Aspergillus and Candida species are opportunistic fungal pathogens that cause a wide variety of infections especially in immunocompromised patients. The high risk of invasive fungal infections within the raising population of immunocompromised individuals, along with the emergence of resistance to conventional antifungal agents, requires the development of new antifungal drugs.

Sphingosine has been implicated to play many roles in bacterial and viral infections. Thus, this study aims to identify the fungicidal activity of sphingosine and provide potential therapeutic strategies.
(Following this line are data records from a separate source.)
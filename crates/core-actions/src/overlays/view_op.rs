//! The visual window manager: labels every leaf with a short name, shows
//! split hints on the active view, and resizes/splits/kills on single keys.

use super::Overlay;
use crate::editor::Editor;
use core_events::{KeyCode, KeyEvent};
use core_model::NodeId;
use core_render::{Attrs, Cell, Color, Rect};

const VIEW_NAMES: &str = "1234567890abcdefgijlmnpqrstuwxyzABCDEFGHIJKLMNOPQRSTUVWXYZ";

pub struct ViewOpMode;

impl ViewOpMode {
    pub fn new(ed: &mut Editor) -> ViewOpMode {
        ed.set_status("view operations mode");
        ViewOpMode
    }

    fn select_name(&self, ed: &Editor, ch: char) -> Option<NodeId> {
        let leaves = ed.tree.leaves();
        for (leaf, name) in leaves.into_iter().zip(VIEW_NAMES.chars()) {
            if name == ch {
                return Some(leaf);
            }
        }
        None
    }

    pub fn draw(&mut self, ed: &mut Editor) {
        // mode banner on the bottom line
        let h = ed.uibuf.height();
        let r = Rect::new(0, h as isize - 1, ed.uibuf.width(), 1);
        ed.uibuf.fill(r, Cell::blank());
        ed.uibuf.draw_label(
            r,
            Color::Yellow,
            Color::Default,
            Attrs::empty(),
            b"view operations mode",
        );

        // name every leaf view in its top-left corner
        let leaves = ed.tree.leaves();
        for (leaf, name) in leaves.iter().zip(VIEW_NAMES.chars()) {
            let bg = if *leaf == ed.active {
                Color::Red
            } else {
                Color::Blue
            };
            let mut r = ed.tree.rect(*leaf);
            r.width = r.width.min(3);
            r.height = r.height.min(1);
            ed.uibuf.fill(r, Cell::new(' ', Color::Default, bg));
            ed.uibuf.set(
                (r.x + 1) as usize,
                r.y as usize,
                Cell::with_attrs(name, Color::White, bg, Attrs::BOLD),
            );
        }

        // splitter hints on the active view
        let r = ed.tree.rect(ed.active);
        let mut hr = r;
        hr.x += (r.width as isize - 1) / 2;
        hr.width = 1;
        hr.height = hr.height.min(3);
        ed.uibuf.fill(hr, Cell::new('│', Color::White, Color::Red));
        ed.uibuf.set(
            hr.x as usize,
            (hr.y + 1) as usize,
            Cell::with_attrs('h', Color::White, Color::Red, Attrs::BOLD),
        );

        let mut vr = r;
        vr.y += (r.height as isize - 1) / 2;
        vr.height = 1;
        vr.width = vr.width.min(5);
        ed.uibuf.fill(vr, Cell::new('─', Color::White, Color::Red));
        ed.uibuf.set(
            (vr.x + 2) as usize,
            vr.y as usize,
            Cell::with_attrs('v', Color::White, Color::Red, Attrs::BOLD),
        );
    }

    pub fn on_key(self, ed: &mut Editor, ev: &KeyEvent) -> Option<Overlay> {
        if let Some(ch) = ev.plain_char() {
            if let Some(leaf) = self.select_name(ed, ch) {
                ed.activate_leaf(leaf);
                return Some(Overlay::ViewOp(self));
            }
            match ch {
                'h' => {
                    ed.split_horizontally();
                    return Some(Overlay::ViewOp(self));
                }
                'v' => {
                    ed.split_vertically();
                    return Some(Overlay::ViewOp(self));
                }
                'k' => {
                    ed.kill_active_view();
                    return Some(Overlay::ViewOp(self));
                }
                _ => {}
            }
        }

        let resize = |ed: &mut Editor, vertical: bool, n: isize| {
            let node = if vertical {
                ed.tree.nearest_vsplit(ed.active)
            } else {
                ed.tree.nearest_hsplit(ed.active)
            };
            if let Some(node) = node {
                ed.tree.step_resize(node, n);
            }
        };

        if ev.is_ctrl('n') || ev.code == KeyCode::Down && ev.mods.is_empty() {
            resize(ed, true, 1);
            return Some(Overlay::ViewOp(self));
        }
        if ev.is_ctrl('p') || ev.code == KeyCode::Up && ev.mods.is_empty() {
            resize(ed, true, -1);
            return Some(Overlay::ViewOp(self));
        }
        if ev.is_ctrl('f') || ev.code == KeyCode::Right && ev.mods.is_empty() {
            resize(ed, false, 1);
            return Some(Overlay::ViewOp(self));
        }
        if ev.is_ctrl('b') || ev.code == KeyCode::Left && ev.mods.is_empty() {
            resize(ed, false, -1);
            return Some(Overlay::ViewOp(self));
        }

        // any other key leaves the mode
        None
    }
}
The killing rate of C. glabrata and A. fumigatus was investigated by kinetic growth assay, demonstrating that sphingosine kills 99.99% of the fungal cells in a time and dose dependent manner, representing the high efficiency of this new fungicidal agent.

In hosts with a susceptible immune system, Aspergillus conidia initially infect lungs, invade epithelial cells and develop an invasive aspergillosis with high lethality. In high-risk patients, prophylaxis against aspergillus is a valuable clinical strategy. For in vivo infection, a novel inhalational murine model of invasive pulmonary aspergillosis was developed and disease progression was monitored by histology, analysis of chemokine and cytokine responses in mouse lung, colony forming unit (CFU) and galactomannan immunoassay in bronchoalveolar lavage.

The results showed a significant reduction in CFU and galactomannan index in sphingosine treated-infected mice as compared to infected untreated mice. The histological evidence supports the effectiveness of the sphingosine in the control of invasive aspergillosis without cytotoxicity. Prophylactic treatment with nebulized sphingosine starting 3 days before Aspergillus infection for up to 14 days resulted in 100% survival and in resolution of the infection, whilst placebo inhaled mice had a lethality/reaching of the dropout burden of 50%.

Mechanistic studies showed that treatment with sphingosine leads to the early depolarization of the mitochondrial membrane potential (ΔΨm) and the generation of mitochondrial reactive oxygen species follow by release of cytochrome c, thereby initiating apoptosis.

Taken together, this study reveals the in vitro and in vivo efficacy of sphingosine and its mode of action against fungi via a direct effect on mitochondria. Moreover, because of its very good tolerability and ease of application, inhaled sphingosine should be further developed as a possible prophylactic agent against pulmonary aspergillosis among severely immunocompromised patient.